We agree with the holding in Crothers; Miranda did not formulate a rule to exclude a confession obtained under the facts in this case.



PATTERSON, P.J., GILLESPIE, C.J., INZER, P.J., and SMITH, J., specially concur.

PATTERSON, Presiding Justice, specially concurring:

I concur in the result of the majority opinion. I do so because there is no evidence this mentally retarded and youthful appellant was incarcerated and isolated so that incriminating facts could be garnered during the time of incarceration, but prior to the Miranda warning, so that it could be used as a device to induce the confession after the warning was given. The placing of an accused in unfamiliar surroundings without friend or attorney and without knowledge of his constitutional rights produces a situation that could be calculated to produce a confession as surely as physical abuse.

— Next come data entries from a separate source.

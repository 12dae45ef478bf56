use std::fs;
use std::path::{Path, PathBuf};

use anyhow::{anyhow, Result};
use serde::Deserialize;

#[derive(Debug, Clone, Deserialize, Default)]
pub struct AppConfig {
    #[serde(default)]
    pub server: ServerConfig,
    #[serde(default)]
    pub logging: LoggingConfig,
    #[serde(default)]
    pub web_search: WebSearchConfig,
    #[serde(default)]
    pub mail: MailConfig,
}

#[derive(Debug, Clone, Deserialize)]
pub struct ServerConfig {
    #[serde(default = "default_host")]
    pub host: String,
    #[serde(default = "default_port")]
    pub port: u16,
}

impl Default for ServerConfig {
    fn default() -> Self {
        Self {
            host: default_host(),
            port: default_port(),
        }
    }
}

#[derive(Debug, Clone, Deserialize)]
pub struct LoggingConfig {
    #[serde(default = "default_log_dir")]
    pub dir: String,
}

impl Default for LoggingConfig {
    fn default() -> Self {
        Self {
            dir: default_log_dir(),
        }
    }
}

#[derive(Debug, Clone, Deserialize)]
pub struct WebSearchConfig {
    #[serde(default = "default_search_endpoint")]
    pub endpoint: String,
    #[serde(default = "default_user_agent")]
    pub user_agent: String,
    #[serde(default = "default_max_results")]
    pub max_results: usize,
    #[serde(default = "default_search_timeout")]
    pub timeout_secs: u64,
}

impl Default for WebSearchConfig {
    fn default() -> Self {
        Self {
            endpoint: default_search_endpoint(),
            user_agent: default_user_agent(),
            max_results: default_max_results(),
            timeout_secs: default_search_timeout(),
        }
    }
}

#[derive(Debug, Clone, Deserialize)]
pub struct MailConfig {
    /// Characters of message body shown per email.
    #[serde(default = "default_preview_chars")]
    pub preview_chars: usize,
}

impl Default for MailConfig {
    fn default() -> Self {
        Self {
            preview_chars: default_preview_chars(),
        }
    }
}

impl AppConfig {
    pub fn load_from_path(path: &Path) -> Result<Self> {
        let data = fs::read_to_string(path)
            .map_err(|e| anyhow!("Failed to read config at {}: {}", path.display(), e))?;
        let mut config: AppConfig = serde_json::from_str(&data)
            .map_err(|e| anyhow!("Failed to parse config JSON at {}: {}", path.display(), e))?;

        config.server.host = config.server.host.trim().to_string();
        if config.server.host.is_empty() {
            config.server.host = default_host();
        }

        config.logging.dir = config.logging.dir.trim().to_string();
        if config.logging.dir.is_empty() {
            config.logging.dir = default_log_dir();
        }

        config.web_search.endpoint = config.web_search.endpoint.trim().to_string();
        if config.web_search.endpoint.is_empty() {
            config.web_search.endpoint = default_search_endpoint();
        }
        if config.web_search.max_results == 0 {
            return Err(anyhow!("web_search.max_results must be at least 1"));
        }

        Ok(config)
    }

    /// Load from an explicit path, or from the default location when it
    /// exists. Missing default config means built-in defaults.
    pub fn load(path: Option<&Path>) -> Result<(Self, Option<PathBuf>)> {
        if let Some(path) = path {
            let path = expand_path(&path.to_string_lossy());
            return Ok((Self::load_from_path(&path)?, Some(path)));
        }
        let path = default_config_path();
        if path.exists() {
            return Ok((Self::load_from_path(&path)?, Some(path)));
        }
        Ok((Self::default(), None))
    }
}

fn default_host() -> String {
    "127.0.0.1".to_string()
}

fn default_port() -> u16 {
    9410
}

fn default_log_dir() -> String {
    home_dir()
        .unwrap_or_else(|| PathBuf::from("."))
        .join(".apple-tools")
        .join("logs")
        .to_string_lossy()
        .into_owned()
}

fn default_search_endpoint() -> String {
    "https://html.duckduckgo.com/html/".to_string()
}

fn default_user_agent() -> String {
    "Mozilla/5.0 (Macintosh; Intel Mac OS X 10_15_7) AppleWebKit/605.1.15 (KHTML, like Gecko) Version/17.0 Safari/605.1.15".to_string()
}

fn default_max_results() -> usize {
    10
}

fn default_search_timeout() -> u64 {
    15
}

fn default_preview_chars() -> usize {
    500
}

fn expand_path(input: &str) -> PathBuf {
    if let Some(stripped) = input.strip_prefix("~/") {
        if let Some(home) = home_dir() {
            return home.join(stripped);
        }
    }
    PathBuf::from(input)
}

fn default_config_path() -> PathBuf {
    home_dir()
        .unwrap_or_else(|| PathBuf::from("."))
        .join(".apple-tools")
        .join("config.json")
}

fn home_dir() -> Option<PathBuf> {
    std::env::var_os("HOME").map(PathBuf::from)
}

#[cfg(test)]
mod tests {
    use super::*;
    use std::io::Write;

    #[test]
    fn test_missing_sections_use_defaults() {
        let mut file = tempfile::NamedTempFile::new().unwrap();
        write!(file, r#"{{ "server": {{ "port": 9999 }} }}"#).unwrap();

        let config = AppConfig::load_from_path(file.path()).unwrap();
        assert_eq!(config.server.port, 9999);
        assert_eq!(config.server.host, "127.0.0.1");
        assert_eq!(config.web_search.max_results, 10);
        assert_eq!(config.mail.preview_chars, 500);
    }

    #[test]
    fn test_blank_values_are_defaulted() {
        let mut file = tempfile::NamedTempFile::new().unwrap();
        write!(
            file,
            r#"{{ "server": {{ "host": "  " }}, "web_search": {{ "endpoint": "" }} }}"#
        )
        .unwrap();

        let config = AppConfig::load_from_path(file.path()).unwrap();
        assert_eq!(config.server.host, "127.0.0.1");
        assert_eq!(config.web_search.endpoint, default_search_endpoint());
    }

    #[test]
    fn test_zero_max_results_is_rejected() {
        let mut file = tempfile::NamedTempFile::new().unwrap();
        write!(file, r#"{{ "web_search": {{ "max_results": 0 }} }}"#).unwrap();

        assert!(AppConfig::load_from_path(file.path()).is_err());
    }

    #[test]
    fn test_invalid_json_reports_path() {
        let mut file = tempfile::NamedTempFile::new().unwrap();
        write!(file, "not json").unwrap();

        let err = AppConfig::load_from_path(file.path()).unwrap_err();
        assert!(err.to_string().contains("Failed to parse config JSON"));
    }
}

In Miranda v. Arizona, 384 U.S. 436, 86 S. Ct. 1602, 16 L. Ed. 2d 694 (1966), it is stated:

Again we stress that the modern practice of in-custody interrogation is psychologically rather than physically oriented. As we have stated before, "Since Chambers v. Florida, 309 U.S. 227 [60 S. Ct. 472, 84 L. Ed. 716], this Court has recognized that coercion can be mental as well as physical, and that the blood of the accused is not the only hallmark of an unconstitutional inquisition." ...

(384 U.S. at 448, 86 S. Ct. at 1614, 16 L.Ed.2d at 708-709).

Because there is nothing to indicate a deliberate design to induce an unconstitutional confession I do not dissent. I concur, however, without relying upon State v. Crothers, 278 So. 2d 12 (La. 1973), since I do not think it has application to the present circumstances inasmuch as it is addressed to the absence of statements taken during the period after arrest but prior to warning. I think this overlooks the premise that psychological coercion calculated to induce a confession is incapable of introduction into evidence. The opening pages of Miranda, supra, are enlightening on this point.

In sum, it is my opinion that better police practice requires the Miranda warning to be given at the time of first restraint of an accused and that recurrences of failure to warn will ultimately force the conclusion that unconstitutional advantage is gained by neglecting the warning which will eventually require reversal.

GILLESPIE, C.J., INZER, P.J., and SMITH, J., join in this opinion.


[1] This question should never have arisen and would not if the officers had taken a few minutes to advise defendant of his constitutional rights following the simple procedure set forth in Miranda.

[2] compare Oregon v. Mathiason, ___ U.S. ___, 97 S. Ct. 711, 50 L. Ed. 2d 714, decided by the United States Supreme Court January 25, 1977.